また、便秘解消に効果があるアロエも皮に含まれるアロインには子宮収縮作用があるので、過剰に摂取しないように注意してくださいね。

6. ヨウ素を含む食材

飲食 わかめ 海藻

● ひじき・昆布・わかめ・のりなどの海草類
● インスタントの昆布だし
● 外食やインスタントのみそ汁、うどん
● 合わせ調味料
● 昆布エキスや海藻エキスが入っている飲み物

海藻類には「ヨウ素(ヨード)」という成分が含まれています。ヨウ素には甲状腺ホルモンの主原料として成長を促進する働きがありますが、過剰に摂取し続けると、甲状腺機能を低下させてしまう恐れもあります。

特に昆布はヨウ素の含有量が高く、食べ物のだしとしても使用されることが多いため、知らないうちに摂りすぎていることがあるので注意しましょう。

ただし、反対に全く摂取しないとヨード欠乏症になってしまい、流産や胎児の脳機能障害を引き起こす危険があります。また、クレチン症(先天性甲状腺機能低下症)を引き起こす可能性もあります。クレチン症とは、甲状腺の機能が弱く、甲状腺ホルモンが不足する疾患で、赤ちゃんに哺乳力の低下、手足の冷えや便秘などを引き起こし、成長するにしたがって知能低下や発達障害が起こることもあります。

海藻類はカロリーが少なく、体重が増えすぎたと感じたときの強い味方ではありますが、厚生労働省は妊娠中のヨードの推奨摂取量を2,200µg(2.2mg)としているので、適度な摂取を心がけたいですね(※3)。

7. ビタミンAを多く含む動物性の食べ物

飲食 レバー パテ 食材

● レバー
● うなぎ
● あゆ
● ホタルイカ

ビタミンAは胎児の上皮、器官、臓器の成長に関わる重要な栄養素とされており、妊婦が摂取不足になると胎児の成長障害や奇形を引き起こすことがあるとされています。

ただし、ヨーグルトなど動物性由来の食材に含まれる「レチノール」というビタミンAを過剰に摂取することでも「口唇列・口蓋裂」「水頭症」などの奇形になってしまうリスクが高まってしまいます。日本人女性はビタミンAの欠乏が深刻な状態ではなく、過剰摂取になる可能性があるので注意しましょう。

特に妊娠初期に影響を受けやすいので、1日の摂取量上限である2,700μgを守って適度な摂取を心がけてください(※4)。
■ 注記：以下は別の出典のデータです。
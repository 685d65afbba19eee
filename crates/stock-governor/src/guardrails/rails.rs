//! Built-in retail rails for transfers and price changes.
//!
//! Each rail reads a handful of named signals from the decision context and
//! passes as `not_applicable` when its inputs are absent, so one chain can
//! screen both transfer and pricing actions.

use super::chain::{ChainError, GuardrailChain};
use super::context::DecisionContext;
use super::result::RailOutcome;
use super::rule::{Guardrail, RailError};
use crate::config::GuardrailConfig;

pub const DONOR_DSR: &str = "GR_DONOR_DSR";
pub const MARGIN_FLOOR: &str = "GR_MARGIN_FLOOR";
pub const PRICE_STEP: &str = "GR_PRICE_STEP";
pub const RECEIVER_DSR: &str = "GR_RECEIVER_DSR";
pub const ROI_FLOOR: &str = "GR_ROI_FLOOR";

const MARGIN_WARN_BAND_PCT: f64 = 2.0;
const DONOR_WARN_FACTOR: f64 = 1.5;
const RECEIVER_BLOCK_FACTOR: f64 = 2.0;

/// Registers every built-in rail with thresholds from `config`.
pub fn standard_chain(config: &GuardrailConfig) -> Result<GuardrailChain, ChainError> {
    GuardrailChain::new()
        .with(MarginFloorRail::new(config.min_margin_pct))?
        .with(PriceStepRail::new(config.max_price_change_pct))?
        .with(RoiFloorRail::new(config.min_roi))?
        .with(DonorDsrRail::new(config.min_donor_dsr))?
        .with(ReceiverDsrRail::new(config.max_receiver_dsr))
}

fn not_applicable(missing: &str) -> RailOutcome {
    RailOutcome::pass(format!("{missing} not provided")).with_reason("not_applicable")
}

fn threshold(context: &DecisionContext, key: &str, default: f64) -> Result<f64, RailError> {
    Ok(context.number(key)?.unwrap_or(default))
}

/// Blocks price candidates whose gross margin falls under the floor.
#[derive(Debug, Clone)]
pub struct MarginFloorRail {
    min_margin_pct: f64,
}

impl MarginFloorRail {
    pub fn new(min_margin_pct: f64) -> Self {
        Self { min_margin_pct }
    }
}

impl Guardrail for MarginFloorRail {
    fn code(&self) -> &str {
        MARGIN_FLOOR
    }

    fn evaluate(&self, context: &DecisionContext) -> Result<RailOutcome, RailError> {
        let (Some(cost), Some(price)) = (
            context.number("cost")?,
            context.number("candidate_price")?,
        ) else {
            return Ok(not_applicable("cost or candidate_price"));
        };
        let floor = threshold(context, "min_margin_pct", self.min_margin_pct)?;

        if price <= 0.0 {
            return RailOutcome::block(format!("candidate price {price:.2} is not positive"))
                .with_reason("non_positive_price")
                .with_meta("candidate_price", price)
                .map_err(RailError::from);
        }

        let margin_pct = (price - cost) / price * 100.0;
        let outcome = if margin_pct < floor {
            RailOutcome::block(format!(
                "margin {margin_pct:.2}% below floor {floor:.2}%"
            ))
            .with_reason("margin_below_floor")
        } else if margin_pct < floor + MARGIN_WARN_BAND_PCT {
            RailOutcome::warn(format!(
                "margin {margin_pct:.2}% within {MARGIN_WARN_BAND_PCT:.0} points of floor {floor:.2}%"
            ))
            .with_reason("margin_near_floor")
        } else {
            RailOutcome::pass(format!("margin {margin_pct:.2}% clears floor {floor:.2}%"))
        };

        outcome
            .with_meta("margin_pct", margin_pct)?
            .with_meta("min_margin_pct", floor)
            .map_err(RailError::from)
    }
}

/// Caps the relative size of a single price move.
#[derive(Debug, Clone)]
pub struct PriceStepRail {
    max_change_pct: f64,
}

impl PriceStepRail {
    pub fn new(max_change_pct: f64) -> Self {
        Self { max_change_pct }
    }
}

impl Guardrail for PriceStepRail {
    fn code(&self) -> &str {
        PRICE_STEP
    }

    fn evaluate(&self, context: &DecisionContext) -> Result<RailOutcome, RailError> {
        let (Some(current), Some(candidate)) = (
            context.number("current_price")?,
            context.number("candidate_price")?,
        ) else {
            return Ok(not_applicable("current_price or candidate_price"));
        };
        if current <= 0.0 {
            return Ok(not_applicable("positive current_price"));
        }
        let cap = threshold(context, "max_price_change_pct", self.max_change_pct)?;

        let change_pct = (candidate - current) / current * 100.0;
        let magnitude = change_pct.abs();
        let outcome = if magnitude > cap {
            RailOutcome::block(format!(
                "price change {change_pct:+.2}% exceeds cap {cap:.2}%"
            ))
            .with_reason("price_step_exceeds_cap")
        } else if magnitude > cap / 2.0 {
            RailOutcome::warn(format!(
                "price change {change_pct:+.2}% above half of cap {cap:.2}%"
            ))
            .with_reason("price_step_large")
        } else {
            RailOutcome::pass(format!("price change {change_pct:+.2}% within cap"))
        };

        outcome
            .with_meta("change_pct", change_pct)?
            .with_meta("max_price_change_pct", cap)
            .map_err(RailError::from)
    }
}

#[derive(Debug, Clone)]
pub struct RoiFloorRail {
    min_roi: f64,
}

impl RoiFloorRail {
    pub fn new(min_roi: f64) -> Self {
        Self { min_roi }
    }
}

impl Guardrail for RoiFloorRail {
    fn code(&self) -> &str {
        ROI_FLOOR
    }

    fn evaluate(&self, context: &DecisionContext) -> Result<RailOutcome, RailError> {
        let Some(roi) = context.number("projected_roi")? else {
            return Ok(not_applicable("projected_roi"));
        };
        let floor = threshold(context, "min_roi", self.min_roi)?;

        let outcome = if roi < 0.0 {
            RailOutcome::block(format!("projected ROI {roi:.3} is negative"))
                .with_reason("negative_roi")
        } else if roi < floor {
            RailOutcome::warn(format!("projected ROI {roi:.3} below target {floor:.3}"))
                .with_reason("roi_below_target")
        } else {
            RailOutcome::pass(format!("projected ROI {roi:.3} meets target {floor:.3}"))
        };

        outcome.with_meta("projected_roi", roi).map_err(RailError::from)
    }
}

/// Keeps the donor location from being drained below its cover floor.
#[derive(Debug, Clone)]
pub struct DonorDsrRail {
    min_dsr: f64,
}

impl DonorDsrRail {
    pub fn new(min_dsr: f64) -> Self {
        Self { min_dsr }
    }
}

impl Guardrail for DonorDsrRail {
    fn code(&self) -> &str {
        DONOR_DSR
    }

    fn evaluate(&self, context: &DecisionContext) -> Result<RailOutcome, RailError> {
        let Some(dsr) = context.number("donor_dsr_post")? else {
            return Ok(not_applicable("donor_dsr_post"));
        };
        let floor = threshold(context, "min_donor_dsr", self.min_dsr)?;

        let outcome = if dsr < floor {
            RailOutcome::block(format!(
                "donor left with {dsr:.1} days of stock, floor is {floor:.1}"
            ))
            .with_reason("donor_below_floor")
        } else if dsr < floor * DONOR_WARN_FACTOR {
            RailOutcome::warn(format!(
                "donor left with {dsr:.1} days of stock, close to floor {floor:.1}"
            ))
            .with_reason("donor_near_floor")
        } else {
            RailOutcome::pass(format!("donor keeps {dsr:.1} days of stock"))
        };

        outcome.with_meta("donor_dsr_post", dsr).map_err(RailError::from)
    }
}

/// Flags transfers that would overstock the receiving outlet.
#[derive(Debug, Clone)]
pub struct ReceiverDsrRail {
    max_dsr: f64,
}

impl ReceiverDsrRail {
    pub fn new(max_dsr: f64) -> Self {
        Self { max_dsr }
    }
}

impl Guardrail for ReceiverDsrRail {
    fn code(&self) -> &str {
        RECEIVER_DSR
    }

    fn evaluate(&self, context: &DecisionContext) -> Result<RailOutcome, RailError> {
        let Some(dsr) = context.number("receiver_dsr_post")? else {
            return Ok(not_applicable("receiver_dsr_post"));
        };
        let ceiling = threshold(context, "max_receiver_dsr", self.max_dsr)?;

        let outcome = if dsr > ceiling * RECEIVER_BLOCK_FACTOR {
            RailOutcome::block(format!(
                "receiver would hold {dsr:.1} days of stock, more than twice the ceiling {ceiling:.1}"
            ))
            .with_reason("receiver_overstocked")
        } else if dsr > ceiling {
            RailOutcome::warn(format!(
                "receiver would hold {dsr:.1} days of stock, above ceiling {ceiling:.1}"
            ))
            .with_reason("receiver_above_ceiling")
        } else {
            RailOutcome::pass(format!("receiver would hold {dsr:.1} days of stock"))
        };

        outcome
            .with_meta("receiver_dsr_post", dsr)
            .map_err(RailError::from)
    }
}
特にレバーは鉄分を多く含むことから貧血対策として積極的に摂取したくなるので、食べ過ぎには注意しましょう。

植物由来のビタミンAは過剰摂取の心配はありません。気になる場合は、具体的な摂取量を関連記事でご紹介しているので、参考にしてくださいね。

妊娠中に食べてはいけないものを知っておこう

食事

妊娠すると妊婦さんの行動一つ一つが赤ちゃんにも様々な影響を与えることから、何がよくて何がいけないのか混乱してしまいますよね。

ただ、赤ちゃんはママの栄養なしには成長できません。偏りすぎずバランスよく食べることが大切ですが、「あのとき●●しておけば…」ということのないように妊娠中に食べてはいけないものを知り、適量を守って楽しい妊婦生活を送ることができるといいですね。